WOMEN Against state Pension inequality (WAsPi) is a national campaign aiming to get justice for women affected by the decision to raise the women’s state pension age from 60 to 66. These women, who were born in the 1950s, have had their retirement plans shattered because successive Governments failed to inform them of the rise in women’s state pension age in time, in order for them to make alternative plans for their retirement. Letters to individuals did not start going out until 2009 so women, who had expected to retire at 60, had little or no notice to prepare. Then, to add insult to injury, in 2011 the Government decided to speed up the changes, leaving many with a further 18 months to wait, so they can’t receive their state pension now until they are 66. The unfair way these changes have been implemented have left many thousands of women both angry and upset and many are now facing huge financial difficulties, often suffering ill health, as they wait to reach the age when they can properly retire. in Bedfordshire alone this has affected 48,000 women. in 2015, five women decided to fight back and so formed WAsPi to campaign against the way the changes have been brought in.

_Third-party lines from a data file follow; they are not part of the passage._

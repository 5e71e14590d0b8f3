//! Entry/exit hook contract.
//!
//! Every intercepted call runs each matching descriptor's entry hook before
//! the original body and its exit hook after it, in reverse order. Hooks get
//! a frame describing the call and a per-call, per-descriptor local slot that
//! carries state (usually the started context) from entry to exit.
//!
//! Hooks are guarded: an `Err` or a panic inside a hook is logged and
//! swallowed, and the host call continues as if the hook had not run. Exit
//! hooks see the body's return value (writable) or its failure (read-only);
//! return-value edits from a failing exit hook are discarded.

use serde::{Deserialize, Serialize};
use serde_json::Value;
use std::any::Any;
use std::fmt;
use std::panic::{self, AssertUnwindSafe};
use std::sync::Arc;
use tracing::warn;

use crate::context::Tracer;
use crate::unit::UnitDescription;

pub mod transaction;

pub use transaction::TransactionAdvice;

/// A failure raised by an intercepted body: the thrown exception of the host
#[derive(Debug, Clone, PartialEq, Eq, Serialize, Deserialize)]
pub struct Failure {
    /// Failure class, e.g. `NullPointerException` or `io.Timeout`
    pub kind: String,
    pub message: String,
}

impl Failure {
    pub fn new(kind: impl Into<String>, message: impl Into<String>) -> Self {
        Self {
            kind: kind.into(),
            message: message.into(),
        }
    }
}

impl fmt::Display for Failure {
    fn fmt(&self, f: &mut fmt::Formatter<'_>) -> fmt::Result {
        write!(f, "{}: {}", self.kind, self.message)
    }
}

impl std::error::Error for Failure {}

/// Call-scoped storage shared by one descriptor's entry and exit hook
pub type LocalSlot = Option<Box<dyn Any + Send>>;

pub type EntryHook = Arc<dyn Fn(&mut EntryFrame<'_>) -> anyhow::Result<()> + Send + Sync>;
pub type ExitHook = Arc<dyn Fn(&mut ExitFrame<'_>) -> anyhow::Result<()> + Send + Sync>;

/// What an entry hook sees
pub struct EntryFrame<'a> {
    unit: &'a UnitDescription,
    args: &'a [Value],
    tracer: &'a Tracer,
    local: &'a mut LocalSlot,
}

impl<'a> EntryFrame<'a> {
    pub(crate) fn new(
        unit: &'a UnitDescription,
        args: &'a [Value],
        tracer: &'a Tracer,
        local: &'a mut LocalSlot,
    ) -> Self {
        Self {
            unit,
            args,
            tracer,
            local,
        }
    }

    /// The intercepted unit (the "origin" of the call)
    pub fn unit(&self) -> &UnitDescription {
        self.unit
    }

    pub fn args(&self) -> &[Value] {
        self.args
    }

    /// Argument `index`, treating JSON null like a missing argument
    pub fn arg(&self, index: usize) -> Option<&Value> {
        self.args.get(index).filter(|v| !v.is_null())
    }

    pub fn tracer(&self) -> &Tracer {
        self.tracer
    }

    /// Store a value for this descriptor's exit hook
    pub fn set_local<T: Any + Send>(&mut self, value: T) {
        *self.local = Some(Box::new(value));
    }
}

/// What an exit hook sees
pub struct ExitFrame<'a> {
    unit: &'a UnitDescription,
    args: &'a [Value],
    tracer: &'a Tracer,
    local: &'a mut LocalSlot,
    return_value: &'a mut Value,
    thrown: Option<&'a Failure>,
}

impl<'a> ExitFrame<'a> {
    pub(crate) fn new(
        unit: &'a UnitDescription,
        args: &'a [Value],
        tracer: &'a Tracer,
        local: &'a mut LocalSlot,
        return_value: &'a mut Value,
        thrown: Option<&'a Failure>,
    ) -> Self {
        Self {
            unit,
            args,
            tracer,
            local,
            return_value,
            thrown,
        }
    }

    pub fn unit(&self) -> &UnitDescription {
        self.unit
    }

    pub fn args(&self) -> &[Value] {
        self.args
    }

    pub fn arg(&self, index: usize) -> Option<&Value> {
        self.args.get(index).filter(|v| !v.is_null())
    }

    pub fn tracer(&self) -> &Tracer {
        self.tracer
    }

    pub fn local<T: Any>(&self) -> Option<&T> {
        self.local.as_ref()?.downcast_ref::<T>()
    }

    /// Move the entry hook's value out of the slot
    pub fn take_local<T: Any>(&mut self) -> Option<T> {
        let boxed = self.local.take()?;
        match boxed.downcast::<T>() {
            Ok(value) => Some(*value),
            Err(other) => {
                *self.local = Some(other);
                None
            }
        }
    }

    /// The body's return value; `Value::Null` when the body failed
    pub fn return_value(&self) -> &Value {
        self.return_value
    }

    pub fn set_return_value(&mut self, value: Value) {
        *self.return_value = value;
    }

    /// The body's failure, if it failed
    pub fn thrown(&self) -> Option<&Failure> {
        self.thrown
    }
}

#[derive(Debug, Clone, Copy, PartialEq, Eq)]
pub enum HookPhase {
    Enter,
    Exit,
}

impl fmt::Display for HookPhase {
    fn fmt(&self, f: &mut fmt::Formatter<'_>) -> fmt::Result {
        match self {
            HookPhase::Enter => f.write_str("entry"),
            HookPhase::Exit => f.write_str("exit"),
        }
    }
}

/// Run a hook, swallowing errors and panics. Returns whether it succeeded.
pub(crate) fn run_suppressed<F>(
    phase: HookPhase,
    descriptor: &str,
    unit: &UnitDescription,
    hook: F,
) -> bool
where
    F: FnOnce() -> anyhow::Result<()>,
{
    match panic::catch_unwind(AssertUnwindSafe(hook)) {
        Ok(Ok(())) => true,
        Ok(Err(e)) => {
            warn!(
                descriptor,
                unit = %unit.signature(),
                "Suppressed failure in {} hook: {:#}",
                phase,
                e
            );
            false
        }
        Err(payload) => {
            warn!(
                descriptor,
                unit = %unit.signature(),
                "Suppressed panic in {} hook: {}",
                phase,
                panic_message(payload.as_ref())
            );
            false
        }
    }
}

pub(crate) fn panic_message(payload: &(dyn Any + Send)) -> String {
    if let Some(s) = payload.downcast_ref::<&str>() {
        (*s).to_string()
    } else if let Some(s) = payload.downcast_ref::<String>() {
        s.clone()
    } else {
        "non-string panic payload".to_string()
    }
}
//! Destinations for ended contexts.
//!
//! A context produces exactly one `ContextRecord` when it ends. What happens
//! to the record is up to the `Reporter`.

use serde::{Deserialize, Serialize};
use std::collections::BTreeMap;
use std::sync::{Mutex, PoisonError};
use std::time::SystemTime;
use tracing::info;

use super::span::{ContextKind, Outcome};
use crate::advice::Failure;

/// Serialize SystemTime as RFC3339 string.
fn serialize_system_time<S>(time: &SystemTime, serializer: S) -> Result<S::Ok, S::Error>
where
    S: serde::Serializer,
{
    use chrono::{DateTime, Utc};
    let datetime: DateTime<Utc> = (*time).into();
    serializer.serialize_str(&datetime.to_rfc3339())
}

fn deserialize_system_time<'de, D>(deserializer: D) -> Result<SystemTime, D::Error>
where
    D: serde::Deserializer<'de>,
{
    use chrono::{DateTime, Utc};
    let raw = String::deserialize(deserializer)?;
    let datetime = DateTime::parse_from_rfc3339(&raw).map_err(serde::de::Error::custom)?;
    Ok(datetime.with_timezone(&Utc).into())
}

/// Snapshot of a context at the moment it ended
#[derive(Debug, Clone, PartialEq, Serialize, Deserialize)]
pub struct ContextRecord {
    pub kind: ContextKind,

    /// Unique span identifier (16-char hex)
    pub span_id: String,

    /// Trace identifier shared by a transaction and all its descendants
    pub trace_id: String,

    #[serde(default, skip_serializing_if = "Option::is_none")]
    pub parent_span_id: Option<String>,

    pub name: String,

    #[serde(default, skip_serializing_if = "Option::is_none")]
    pub context_type: Option<String>,

    #[serde(default, skip_serializing_if = "Option::is_none")]
    pub result: Option<String>,

    pub outcome: Outcome,

    #[serde(default, skip_serializing_if = "Option::is_none")]
    pub failure: Option<Failure>,

    #[serde(default, skip_serializing_if = "Option::is_none")]
    pub framework_name: Option<String>,

    #[serde(default, skip_serializing_if = "Option::is_none")]
    pub framework_version: Option<String>,

    #[serde(default, skip_serializing_if = "BTreeMap::is_empty")]
    pub labels: BTreeMap<String, String>,

    #[serde(
        serialize_with = "serialize_system_time",
        deserialize_with = "deserialize_system_time"
    )]
    pub timestamp: SystemTime,

    pub start_time_unix_nano: u64,
    pub end_time_unix_nano: u64,
    pub duration_us: u64,
}

/// Receives every ended context exactly once
pub trait Reporter: Send + Sync {
    fn report(&self, record: ContextRecord);
}

/// Emits ended contexts as structured log events
#[derive(Debug, Default, Clone, Copy)]
pub struct LoggingReporter;

impl Reporter for LoggingReporter {
    fn report(&self, record: ContextRecord) {
        let payload = serde_json::to_string(&record).unwrap_or_default();
        info!(
            target: "spanhook::report",
            kind = ?record.kind,
            span_id = %record.span_id,
            trace_id = %record.trace_id,
            outcome = ?record.outcome,
            duration_us = record.duration_us,
            "{}",
            payload
        );
    }
}

/// Keeps ended contexts in memory, mostly for tests and the CLI
#[derive(Debug, Default)]
pub struct MemoryReporter {
    records: Mutex<Vec<ContextRecord>>,
}

impl MemoryReporter {
    pub fn new() -> Self {
        Self::default()
    }

    pub fn records(&self) -> Vec<ContextRecord> {
        self.records
            .lock()
            .unwrap_or_else(PoisonError::into_inner)
            .clone()
    }

    pub fn len(&self) -> usize {
        self.records
            .lock()
            .unwrap_or_else(PoisonError::into_inner)
            .len()
    }

    pub fn is_empty(&self) -> bool {
        self.len() == 0
    }

    pub fn clear(&self) {
        self.records
            .lock()
            .unwrap_or_else(PoisonError::into_inner)
            .clear();
    }

    /// Records whose name equals `name`
    pub fn named(&self, name: &str) -> Vec<ContextRecord> {
        self.records()
            .into_iter()
            .filter(|r| r.name == name)
            .collect()
    }
}

impl Reporter for MemoryReporter {
    fn report(&self, record: ContextRecord) {
        self.records
            .lock()
            .unwrap_or_else(PoisonError::into_inner)
            .push(record);
    }
}

/// Drops everything
#[derive(Debug, Default, Clone, Copy)]
pub struct NoopReporter;

impl Reporter for NoopReporter {
    fn report(&self, _record: ContextRecord) {}
}
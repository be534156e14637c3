use thiserror::Error;

/// Errors raised when attendance inputs or policy settings are out of range.
#[derive(Debug, Clone, PartialEq, Error)]
pub enum AttendanceError {
    #[error("invalid argument: {0}")]
    InvalidArgument(String),
}
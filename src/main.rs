use std::path::PathBuf;

use anyhow::Context;
use chrono::Local;
use clap::{Args, Parser, Subcommand};

use attendance_standing::attendance::{self, AttendancePolicy};
use attendance_standing::models::AttendanceRecord;
use attendance_standing::{report, roster, standing};

#[derive(Parser)]
#[command(name = "attendance-standing")]
#[command(about = "Attendance percentage and standing tracker for school rosters", long_about = None)]
struct Cli {
    #[command(flatten)]
    policy: PolicyArgs,
    #[command(subcommand)]
    command: Commands,
}

#[derive(Args)]
struct PolicyArgs {
    /// Minimum attendance percentage for good standing
    #[arg(long, global = true, env = "ATTENDANCE_THRESHOLD", default_value_t = attendance::DEFAULT_THRESHOLD)]
    threshold: f64,
    /// Points below the threshold still classified as a warning
    #[arg(long, global = true, env = "ATTENDANCE_WARNING_BAND", default_value_t = attendance::DEFAULT_WARNING_BAND)]
    warning_band: f64,
    /// Upcoming classes used to project required attendance
    #[arg(long, global = true, env = "ATTENDANCE_FUTURE_CLASSES", default_value_t = attendance::DEFAULT_FUTURE_CLASSES)]
    future_classes: u32,
}

impl PolicyArgs {
    fn policy(&self) -> anyhow::Result<AttendancePolicy> {
        let policy = AttendancePolicy {
            threshold: self.threshold,
            warning_band: self.warning_band,
            future_classes: self.future_classes,
        };
        Ok(policy.validate()?)
    }
}

#[derive(Subcommand)]
enum Commands {
    /// Evaluate a single attended/total pair
    Check {
        #[arg(long)]
        attended: u32,
        #[arg(long)]
        total: u32,
    },
    /// Rank students from a roster CSV by attendance
    Score {
        #[arg(long)]
        csv: PathBuf,
        #[arg(long)]
        course: Option<String>,
        #[arg(long, default_value_t = 10)]
        limit: usize,
        /// Print standings as JSON
        #[arg(long)]
        json: bool,
    },
    /// Generate a markdown standing report
    Report {
        #[arg(long)]
        csv: PathBuf,
        #[arg(long)]
        course: Option<String>,
        #[arg(long, default_value = "report.md")]
        out: PathBuf,
    },
}

fn main() -> anyhow::Result<()> {
    tracing_subscriber::fmt()
        .with_writer(std::io::stderr)
        .with_env_filter(
            tracing_subscriber::EnvFilter::from_default_env()
                .add_directive("attendance_standing=info".parse()?),
        )
        .init();

    let cli = Cli::parse();
    let policy = cli.policy.policy()?;

    match cli.command {
        Commands::Check { attended, total } => {
            let record = AttendanceRecord::new(attended, total)?;
            let evaluation = policy.evaluate(&record);
            println!("Attendance: {:.2}% ({attended}/{total})", evaluation.percentage);
            println!("Status: {}", evaluation.status);
            println!("{}", evaluation.status.message());
            if evaluation.reachable {
                println!(
                    "Attend {} of the next {} classes to reach {:.0}%.",
                    evaluation.required, policy.future_classes, policy.threshold
                );
            } else {
                println!(
                    "Needs {} more classes; {:.0}% is out of reach within the next {}.",
                    evaluation.required, policy.threshold, policy.future_classes
                );
            }
        }
        Commands::Score {
            csv,
            course,
            limit,
            json,
        } => {
            let students = roster::filter_course(roster::load_csv(&csv)?, course.as_deref());
            let standings = standing::evaluate_roster(&students, &policy);

            if json {
                let top: Vec<_> = standings.iter().take(limit).collect();
                println!("{}", serde_json::to_string_pretty(&top)?);
                return Ok(());
            }

            if standings.is_empty() {
                println!("No students found on this roster.");
                return Ok(());
            }

            println!("Students by attendance (lowest first):");
            for standing in standings.iter().take(limit) {
                let outlook = if standing.evaluation.reachable {
                    format!(
                        "needs {} of next {}",
                        standing.evaluation.required, policy.future_classes
                    )
                } else {
                    format!("needs {} more, unreachable", standing.evaluation.required)
                };
                println!(
                    "- {} ({}, {}) {:.2}% [{}] {}",
                    standing.student.full_name,
                    standing.student.email,
                    standing.student.course,
                    standing.evaluation.percentage,
                    standing.evaluation.status,
                    outlook
                );
            }
        }
        Commands::Report { csv, course, out } => {
            let students = roster::filter_course(roster::load_csv(&csv)?, course.as_deref());
            let standings = standing::evaluate_roster(&students, &policy);
            let report = report::build_report(
                course.as_deref(),
                Local::now().date_naive(),
                &policy,
                &standings,
            );
            std::fs::write(&out, report)
                .with_context(|| format!("failed to write report to {}", out.display()))?;
            tracing::info!(path = %out.display(), students = standings.len(), "report written");
            println!("Report written to {}.", out.display());
        }
    }

    Ok(())
}
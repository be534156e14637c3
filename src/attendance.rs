use serde::Serialize;

use crate::error::AttendanceError;
use crate::models::AttendanceRecord;

/// Minimum attendance percentage considered good standing.
pub const DEFAULT_THRESHOLD: f64 = 75.0;
/// Width of the band below the threshold that still counts as a warning.
pub const DEFAULT_WARNING_BAND: f64 = 10.0;
/// Number of upcoming sessions used when projecting required attendance.
pub const DEFAULT_FUTURE_CLASSES: u32 = 10;

#[derive(Debug, Clone, Copy, PartialEq, Eq, Hash, PartialOrd, Ord, Serialize)]
#[serde(rename_all = "lowercase")]
pub enum Status {
    Danger,
    Warning,
    Success,
}

impl Status {
    /// Single home of the threshold comparison.
    pub fn classify(percentage: f64, threshold: f64, warning_band: f64) -> Self {
        if percentage >= threshold {
            Status::Success
        } else if percentage >= threshold - warning_band {
            Status::Warning
        } else {
            Status::Danger
        }
    }

    pub fn message(self) -> &'static str {
        match self {
            Status::Success => "Good standing: attendance meets the requirement.",
            Status::Warning => "Attendance is close to the minimum requirement.",
            Status::Danger => "Attendance is below the required level.",
        }
    }

    pub fn label(self) -> &'static str {
        match self {
            Status::Success => "success",
            Status::Warning => "warning",
            Status::Danger => "danger",
        }
    }
}

impl std::fmt::Display for Status {
    fn fmt(&self, f: &mut std::fmt::Formatter<'_>) -> std::fmt::Result {
        f.write_str(self.label())
    }
}

/// Percentage of sessions attended, rounded to two decimals. Zero when no
/// sessions have been held.
pub fn compute_percentage(attended: u32, total: u32) -> f64 {
    if total == 0 {
        return 0.0;
    }
    let raw = attended as f64 / total as f64 * 100.0;
    (raw * 100.0).round() / 100.0
}

/// Tier for `percentage` using the default warning band.
pub fn classify_status(percentage: f64, threshold: f64) -> Status {
    Status::classify(percentage, threshold, DEFAULT_WARNING_BAND)
}

/// Fixed message for the tier `classify_status` would pick.
pub fn status_message(percentage: f64, threshold: f64) -> &'static str {
    classify_status(percentage, threshold).message()
}

/// Classes still needed over the next `future_classes` sessions to bring
/// overall attendance up to the default threshold.
pub fn required_attendance(attended: u32, total: u32, future_classes: u32) -> u64 {
    required_attendance_for(attended, total, future_classes, DEFAULT_THRESHOLD)
}

pub fn required_attendance_for(
    attended: u32,
    total: u32,
    future_classes: u32,
    threshold: f64,
) -> u64 {
    let target_total = total as u64 + future_classes as u64;
    // Multiply before dividing so whole-number thresholds stay exact.
    let required_attended = (threshold * target_total as f64 / 100.0).ceil() as i64;
    // Widened: total plus future classes can exceed u32::MAX.
    (required_attended - attended as i64).max(0) as u64
}

#[derive(Debug, Clone, Copy, PartialEq, Serialize)]
pub struct Evaluation {
    pub percentage: f64,
    pub status: Status,
    pub required: u64,
    pub reachable: bool,
}

#[derive(Debug, Clone, Copy, PartialEq)]
pub struct AttendancePolicy {
    pub threshold: f64,
    pub warning_band: f64,
    pub future_classes: u32,
}

impl Default for AttendancePolicy {
    fn default() -> Self {
        Self {
            threshold: DEFAULT_THRESHOLD,
            warning_band: DEFAULT_WARNING_BAND,
            future_classes: DEFAULT_FUTURE_CLASSES,
        }
    }
}

impl AttendancePolicy {
    pub fn validate(self) -> Result<Self, AttendanceError> {
        if !self.threshold.is_finite() || !(0.0..=100.0).contains(&self.threshold) {
            return Err(AttendanceError::InvalidArgument(format!(
                "threshold must be between 0 and 100, got {}",
                self.threshold
            )));
        }
        if !self.warning_band.is_finite() || self.warning_band < 0.0 {
            return Err(AttendanceError::InvalidArgument(format!(
                "warning band must be a non-negative number, got {}",
                self.warning_band
            )));
        }
        Ok(self)
    }

    pub fn status_for(&self, percentage: f64) -> Status {
        Status::classify(percentage, self.threshold, self.warning_band)
    }

    pub fn evaluate(&self, record: &AttendanceRecord) -> Evaluation {
        let percentage = compute_percentage(record.attended, record.total);
        let required = required_attendance_for(
            record.attended,
            record.total,
            self.future_classes,
            self.threshold,
        );
        Evaluation {
            percentage,
            status: self.status_for(percentage),
            required,
            reachable: required <= u64::from(self.future_classes),
        }
    }
}

#[cfg(test)]
mod tests {
    use super::*;

    #[test]
    fn percentage_is_zero_without_sessions() {
        assert_eq!(compute_percentage(0, 0), 0.0);
        assert_eq!(compute_percentage(5, 0), 0.0);
    }

    #[test]
    fn percentage_rounds_to_two_decimals() {
        assert_eq!(compute_percentage(75, 100), 75.0);
        assert_eq!(compute_percentage(1, 3), 33.33);
        assert_eq!(compute_percentage(2, 3), 66.67);
        assert_eq!(compute_percentage(3, 3), 100.0);
    }

    #[test]
    fn percentage_stays_in_range_and_never_drops() {
        for total in 1..=40u32 {
            let mut previous = 0.0;
            for attended in 0..=total {
                let value = compute_percentage(attended, total);
                assert!((0.0..=100.0).contains(&value), "{attended}/{total} -> {value}");
                assert!(value >= previous, "{attended}/{total} dropped below {previous}");
                previous = value;
            }
        }
    }

    #[test]
    fn status_follows_threshold_tiers() {
        assert_eq!(classify_status(75.0, DEFAULT_THRESHOLD), Status::Success);
        assert_eq!(classify_status(100.0, DEFAULT_THRESHOLD), Status::Success);
        assert_eq!(classify_status(70.0, DEFAULT_THRESHOLD), Status::Warning);
        assert_eq!(classify_status(65.0, DEFAULT_THRESHOLD), Status::Warning);
        assert_eq!(classify_status(64.0, DEFAULT_THRESHOLD), Status::Danger);
        assert_eq!(classify_status(0.0, DEFAULT_THRESHOLD), Status::Danger);
    }

    #[test]
    fn message_matches_classification() {
        for percentage in [0.0, 64.99, 65.0, 74.99, 75.0, 90.0] {
            let status = classify_status(percentage, DEFAULT_THRESHOLD);
            assert_eq!(status_message(percentage, DEFAULT_THRESHOLD), status.message());
        }
        assert_ne!(Status::Success.message(), Status::Warning.message());
        assert_ne!(Status::Warning.message(), Status::Danger.message());
    }

    #[test]
    fn custom_threshold_moves_the_tiers() {
        assert_eq!(classify_status(80.0, 90.0), Status::Warning);
        assert_eq!(classify_status(79.0, 90.0), Status::Danger);
    }

    #[test]
    fn required_attendance_projects_over_future_classes() {
        assert_eq!(required_attendance(50, 100, 10), 33);
        assert_eq!(required_attendance(100, 100, 10), 0);
        assert_eq!(required_attendance(0, 0, 10), 8);
        assert_eq!(required_attendance(0, 0, 0), 0);
    }

    #[test]
    fn required_attendance_is_exact_for_whole_thresholds() {
        assert_eq!(required_attendance_for(0, 0, 10, 70.0), 7);
        assert_eq!(required_attendance_for(0, 90, 10, 60.0), 60);
    }

    #[test]
    fn required_attendance_does_not_wrap_at_u32_max() {
        assert_eq!(required_attendance(0, u32::MAX, u32::MAX), 6_442_450_943);
        assert_eq!(
            required_attendance_for(0, u32::MAX, 10, 100.0),
            u32::MAX as u64 + 10
        );

        let policy = AttendancePolicy {
            threshold: 100.0,
            ..AttendancePolicy::default()
        };
        let record = AttendanceRecord::new(0, u32::MAX).unwrap();
        let evaluation = policy.evaluate(&record);
        assert_eq!(evaluation.required, u32::MAX as u64 + 10);
        assert!(!evaluation.reachable);

        let policy = AttendancePolicy {
            future_classes: u32::MAX,
            ..AttendancePolicy::default()
        };
        assert!(!policy.evaluate(&record).reachable);
    }

    #[test]
    fn narrower_warning_band_shrinks_the_warning_tier() {
        let policy = AttendancePolicy {
            warning_band: 5.0,
            ..AttendancePolicy::default()
        };
        assert_eq!(policy.status_for(69.99), Status::Danger);
        assert_eq!(policy.status_for(70.0), Status::Warning);
        assert_eq!(policy.status_for(74.99), Status::Warning);
        assert_eq!(policy.status_for(75.0), Status::Success);
    }

    #[test]
    fn zero_warning_band_has_no_warning_tier() {
        let policy = AttendancePolicy {
            warning_band: 0.0,
            ..AttendancePolicy::default()
        };
        assert_eq!(policy.status_for(74.99), Status::Danger);
        assert_eq!(policy.status_for(75.0), Status::Success);
        for tenths in 0..=1000 {
            assert_ne!(policy.status_for(tenths as f64 / 10.0), Status::Warning);
        }
    }

    #[test]
    fn policy_evaluation_flags_unreachable_targets() {
        let policy = AttendancePolicy::default();
        let record = AttendanceRecord::new(10, 40).unwrap();
        let evaluation = policy.evaluate(&record);
        assert_eq!(evaluation.percentage, 25.0);
        assert_eq!(evaluation.status, Status::Danger);
        assert_eq!(evaluation.required, 28);
        assert!(!evaluation.reachable);

        let record = AttendanceRecord::new(30, 40).unwrap();
        let evaluation = policy.evaluate(&record);
        assert_eq!(evaluation.status, Status::Success);
        assert_eq!(evaluation.required, 8);
        assert!(evaluation.reachable);
    }

    #[test]
    fn policy_rejects_out_of_range_settings() {
        let bad_threshold = AttendancePolicy {
            threshold: 120.0,
            ..AttendancePolicy::default()
        };
        assert!(matches!(
            bad_threshold.validate(),
            Err(AttendanceError::InvalidArgument(_))
        ));

        let bad_band = AttendancePolicy {
            warning_band: -1.0,
            ..AttendancePolicy::default()
        };
        assert!(bad_band.validate().is_err());

        for threshold in [f64::NAN, f64::INFINITY, f64::NEG_INFINITY] {
            let policy = AttendancePolicy {
                threshold,
                ..AttendancePolicy::default()
            };
            assert!(matches!(
                policy.validate(),
                Err(AttendanceError::InvalidArgument(_))
            ));
        }
        let infinite_band = AttendancePolicy {
            warning_band: f64::INFINITY,
            ..AttendancePolicy::default()
        };
        assert!(infinite_band.validate().is_err());
        assert!(AttendancePolicy::default().validate().is_ok());
    }
}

WAsPi is NOT opposed to equalising state pension age with men and they are NOT calling for women’s state pension age to return to 60. What they are demanding is a fair transitional arrangement for women born in the 1950s and most affected by the changes to the pension law, by way of a ‘bridging state pension’ to cover the gap from 60 to when they reach state pension age, that is NOT means tested and with compensation for losses for those who have already reached their state pension age. There are now over 70,000 WAsPi women in over 140 branches united in fighting this injustice. here in Bedfordshire we are a newly formed branch and we are working to ensure that all women that are affected by these changes are aware of WAsPi and the work they are doing. We are also trying to ensure that all women know where they

can find out how these changes will impact on them personally, by requesting a ‘pension statement’ from the DWP. They can do this by either requesting form BR19 to complete and return by post, by going on-line and accessing www.dwp.gov.uk or calling The Pension service on 0345 3000 168.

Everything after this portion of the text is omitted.